In the two bureaus were two clerks so devoted to each other that their friendship became the butt of all the rest. He of the bureau Baudoyer, named Colleville, was chief-clerk, and would have been head of the bureau long before if the Restoration had never happened. His wife was as clever in her way as Madame Rabourdin in hers. Colleville, who was son of a first violin at the opera, fell in love with the daughter of a celebrated danseuse. Flavie Minoret, one of those capable and charming Parisian women who know how to make their husbands happy and yet preserve their own liberty, made the Colleville home a rendezvous for all our best artists and orators. Colleville's humble position under government was forgotten there. Flavie's conduct gave such food for gossip, however, that Madame Rabourdin had declined all her invitations. The friend in Rabourdin's bureau to whom Colleville was so attached was named Thuillier. All who knew one knew the other. Thuillier, called "the handsome Thuillier," an ex-Lothario, led as idle a life as Colleville led a busy one. Colleville, government official in the mornings and first clarionet at the Opera-Comique at night, worked hard to maintain his family, though he was not without influential friends.
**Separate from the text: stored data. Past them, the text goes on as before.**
extern crate clap;
use clap::*;

mod cmd_u4c;

fn main() -> anyhow::Result<()> {
    env_logger::Builder::from_env(env_logger::Env::default().default_filter_or("info")).init();

    let app = Command::new("u4c")
        .version(crate_version!())
        .about("`u4c` - UMI-4C contact profiling")
        .propagate_version(true)
        .arg_required_else_help(true)
        .color(ColorChoice::Auto)
        .subcommand(cmd_u4c::digest::make_subcommand())
        .subcommand(cmd_u4c::split::make_subcommand())
        .subcommand(cmd_u4c::align::make_subcommand())
        .subcommand(cmd_u4c::count::make_subcommand())
        .subcommand(cmd_u4c::profile::make_subcommand())
        .subcommand(cmd_u4c::domainogram::make_subcommand())
        .subcommand(cmd_u4c::trend::make_subcommand())
        .subcommand(cmd_u4c::test::make_subcommand())
        .after_help(
            r###"Subcommand groups:

* Reference preparation:
    * digest - In-silico restriction map of a genome
    * split  - Split reads at their first restriction site
    * align  - Delegate mapping to an external aligner

* Per-sample counting:
    * count - Deduplicate aligned sites into contact counts

* Profiles over a sample sheet:
    * profile     - Grouped, normalized contact profile
    * domainogram - Multi-scale smoothed intensity grid
    * trend       - Adaptive-bandwidth smoothed curve
    * test        - Fisher-exact/FDR differential contacts

"###,
        );

    // Check which subcomamnd the user ran...
    match app.get_matches().subcommand() {
        Some(("digest", sub_matches)) => cmd_u4c::digest::execute(sub_matches),
        Some(("split", sub_matches)) => cmd_u4c::split::execute(sub_matches),
        Some(("align", sub_matches)) => cmd_u4c::align::execute(sub_matches),
        Some(("count", sub_matches)) => cmd_u4c::count::execute(sub_matches),
        Some(("profile", sub_matches)) => cmd_u4c::profile::execute(sub_matches),
        Some(("domainogram", sub_matches)) => cmd_u4c::domainogram::execute(sub_matches),
        Some(("trend", sub_matches)) => cmd_u4c::trend::execute(sub_matches),
        Some(("test", sub_matches)) => cmd_u4c::test::execute(sub_matches),
        _ => unreachable!(),
    }
}
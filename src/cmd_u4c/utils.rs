use clap::*;
use rayon::prelude::*;
use std::path::Path;

use umi4c::libs::dedup::ContactRow;
use umi4c::libs::experiment::{BuildParams, Experiment, Viewpoint};
use umi4c::libs::sample::SampleSheet;

/// Attach the arguments shared by every profile-building subcommand.
pub fn experiment_args(cmd: Command) -> Command {
    cmd.arg(
        Arg::new("samples")
            .required(true)
            .index(1)
            .help("Sample sheet (TSV with sample/replicate/condition/file columns)"),
    )
    .arg(
        Arg::new("viewpoint")
            .long("viewpoint")
            .short('v')
            .required(true)
            .num_args(1)
            .help("Viewpoint range, e.g. chr7:110100-110700 (1-based inclusive)"),
    )
    .arg(
        Arg::new("exclusion")
            .long("exclusion")
            .num_args(1)
            .value_parser(value_parser!(u64))
            .default_value("3000")
            .help("Bait exclusion distance around the viewpoint"),
    )
    .arg(
        Arg::new("half-width")
            .long("half-width")
            .num_args(1)
            .value_parser(value_parser!(u64))
            .default_value("1000000")
            .help("Analysis half-width on each side of the viewpoint"),
    )
    .arg(
        Arg::new("group-by")
            .long("group-by")
            .num_args(1)
            .default_value("condition")
            .help("Sample sheet column defining the groups"),
    )
    .arg(
        Arg::new("reference")
            .long("reference")
            .num_args(1)
            .help("Reference group label. The minimum-total group when omitted"),
    )
    .arg(
        Arg::new("parallel")
            .long("parallel")
            .short('p')
            .num_args(1)
            .value_parser(value_parser!(usize))
            .default_value("1")
            .help("Number of threads for parallel processing"),
    )
    .arg(
        Arg::new("outfile")
            .long("outfile")
            .short('o')
            .num_args(1)
            .default_value("stdout")
            .help("Output filename. [stdout] for screen"),
    )
}

/// Parse a 1-based inclusive `chr:start-end` range into a viewpoint.
pub fn parse_viewpoint(range: &str) -> anyhow::Result<Viewpoint> {
    let rg = intspan::Range::from_str(range);
    if !rg.is_valid() || *rg.start() < 1 {
        anyhow::bail!("invalid viewpoint range `{}`; expected chr:start-end", range);
    }

    // 1-based inclusive to 0-based half-open
    let start = (*rg.start() as u64) - 1;
    let end = *rg.end() as u64;
    Ok(Viewpoint::new(rg.chr(), start, end)?)
}

/// Read one sample's contact table.
pub fn read_contacts(path: &str) -> anyhow::Result<Vec<ContactRow>> {
    let mut rows = vec![];
    for line in umi4c::libs::io::data_lines(umi4c::reader(path)?)? {
        rows.push(ContactRow::parse(&line)?);
    }
    Ok(rows)
}

/// Load the sample sheet, pull every sample's contact table and assemble the
/// experiment. `file` entries resolve relative to the sheet's directory.
pub fn load_experiment(args: &ArgMatches) -> anyhow::Result<Experiment> {
    let sheet_path = args.get_one::<String>("samples").unwrap();

    let opt_parallel = *args.get_one::<usize>("parallel").unwrap();
    rayon::ThreadPoolBuilder::new()
        .num_threads(opt_parallel)
        .build_global()?;

    let mut text = String::new();
    let mut reader = umi4c::reader(sheet_path)?;
    std::io::Read::read_to_string(&mut reader, &mut text)?;
    let sheet = SampleSheet::parse(&text)?;

    let viewpoint = parse_viewpoint(args.get_one::<String>("viewpoint").unwrap())?;
    let params = BuildParams {
        exclusion: *args.get_one::<u64>("exclusion").unwrap(),
        half_width: *args.get_one::<u64>("half-width").unwrap(),
        group_by: args.get_one::<String>("group-by").unwrap().clone(),
        reference: args.get_one::<String>("reference").cloned(),
    };

    let base = if sheet_path == "stdin" {
        None
    } else {
        Path::new(sheet_path).parent().map(Path::to_path_buf)
    };

    // every sample is an independent task; the merge keeps sheet order, so
    // scheduling cannot change the outcome
    let mut tables = vec![];
    for sample in sheet.samples() {
        let file = sheet.value(sample, "file")?.to_string();
        let resolved = match &base {
            Some(dir) if !Path::new(&file).is_absolute() => {
                dir.join(&file).to_string_lossy().into_owned()
            }
            _ => file,
        };
        tables.push((sample.to_string(), resolved));
    }
    let counts: Vec<(String, Vec<ContactRow>)> = tables
        .par_iter()
        .map(|(sample, path)| {
            let rows = read_contacts(path)
                .map_err(|e| anyhow::anyhow!("sample `{}`: {}", sample, e))?;
            Ok((sample.clone(), rows))
        })
        .collect::<anyhow::Result<_>>()?;

    Ok(Experiment::build(&sheet, &counts, &viewpoint, &params)?)
}
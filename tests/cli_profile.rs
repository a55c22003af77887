use assert_cmd::Command;
use std::fs;
use tempfile::TempDir;

const SHEET: &str = "\
sample\treplicate\tcondition\tfile
wt_1\t1\twt\twt_1.tsv
ko_1\t1\tko\tko_1.tsv
";

/// Totals 100 (wt) vs 200 (ko): wt becomes the reference, ko's factor is 0.5.
fn write_inputs(temp: &TempDir) -> anyhow::Result<std::path::PathBuf> {
    let sheet = temp.path().join("samples.tsv");
    fs::write(&sheet, SHEET)?;
    fs::write(
        temp.path().join("wt_1.tsv"),
        "chr1\t10000\t11000\t60\nchr1\t11000\t12000\t40\n",
    )?;
    fs::write(
        temp.path().join("ko_1.tsv"),
        "chr1\t10000\t11000\t150\nchr1\t12000\t13000\t50\n",
    )?;
    Ok(sheet)
}

#[test]
fn command_profile_normalized() -> anyhow::Result<()> {
    let temp = TempDir::new()?;
    let sheet = write_inputs(&temp)?;

    let mut cmd = Command::cargo_bin("u4c")?;
    let output = cmd
        .arg("profile")
        .arg(&sheet)
        .arg("--viewpoint")
        .arg("chr1:401-600")
        .output()?;
    assert!(output.status.success());

    let stdout = String::from_utf8(output.stdout)?;
    assert!(stdout.contains("# reference: wt\n"));
    assert!(stdout.contains("# factor: ko\t0.500000\n"));
    assert!(stdout.contains("# factor: wt\t1.000000\n"));

    // columns are sorted group labels: ko then wt
    assert!(stdout.contains("#chrom\tstart\tend\tko\twt\n"));
    assert!(stdout.contains("chr1\t10000\t11000\t75.0000\t60.0000\n"));
    // union grid zero-fills missing fragments
    assert!(stdout.contains("chr1\t11000\t12000\t0.0000\t40.0000\n"));
    assert!(stdout.contains("chr1\t12000\t13000\t25.0000\t0.0000\n"));

    Ok(())
}

#[test]
fn command_profile_group_by_sample_raw() -> anyhow::Result<()> {
    let temp = TempDir::new()?;
    let sheet = write_inputs(&temp)?;

    let mut cmd = Command::cargo_bin("u4c")?;
    let output = cmd
        .arg("profile")
        .arg(&sheet)
        .arg("--viewpoint")
        .arg("chr1:401-600")
        .arg("--group-by")
        .arg("sample")
        .arg("--raw")
        .output()?;

    let stdout = String::from_utf8(output.stdout)?;
    // singleton groups keep the per-sample values untouched
    assert!(stdout.contains("#chrom\tstart\tend\tko_1\twt_1\n"));
    assert!(stdout.contains("chr1\t10000\t11000\t150\t60\n"));
    assert!(stdout.contains("chr1\t11000\t12000\t0\t40\n"));

    Ok(())
}

#[test]
fn command_profile_reference_override() -> anyhow::Result<()> {
    let temp = TempDir::new()?;
    let sheet = write_inputs(&temp)?;

    let mut cmd = Command::cargo_bin("u4c")?;
    let output = cmd
        .arg("profile")
        .arg(&sheet)
        .arg("--viewpoint")
        .arg("chr1:401-600")
        .arg("--reference")
        .arg("ko")
        .output()?;
    let stdout = String::from_utf8(output.stdout)?;
    assert!(stdout.contains("# reference: ko\n"));
    assert!(stdout.contains("# factor: wt\t2.000000\n"));

    // an override that names no group is a configuration error
    let mut cmd = Command::cargo_bin("u4c")?;
    let output = cmd
        .arg("profile")
        .arg(&sheet)
        .arg("--viewpoint")
        .arg("chr1:401-600")
        .arg("--reference")
        .arg("mutant")
        .output()?;
    assert!(!output.status.success());
    let stderr = String::from_utf8(output.stderr)?;
    assert!(stderr.contains("configuration error"));
    assert!(stderr.contains("mutant"));

    Ok(())
}

#[test]
fn command_profile_empty_region_fails() -> anyhow::Result<()> {
    let temp = TempDir::new()?;
    let sheet = write_inputs(&temp)?;

    // a viewpoint on another chromosome retains nothing
    let mut cmd = Command::cargo_bin("u4c")?;
    let output = cmd
        .arg("profile")
        .arg(&sheet)
        .arg("--viewpoint")
        .arg("chr9:401-600")
        .output()?;
    assert!(!output.status.success());
    let stderr = String::from_utf8(output.stderr)?;
    assert!(stderr.contains("empty result"));

    Ok(())
}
He was looked upon as a very shrewd man,—all the more, perhaps, because he hid his ambitions under a show of indifference. Apparently content with his lot and liking work, he found every one, even the chiefs, ready to protect his brave career. During the last few weeks Madame Colleville had made an evident change in the household, and seemed to be taking to piety. This gave rise to a vague report in the bureaus that she thought of securing some more powerful influence than that of Francois Keller, the famous orator, who had been one of her chief adorers, but who, so far, had failed to obtain a better place for her husband. Flavie had, about this time—and it was one of her mistakes—turned for help to des Lupeaulx.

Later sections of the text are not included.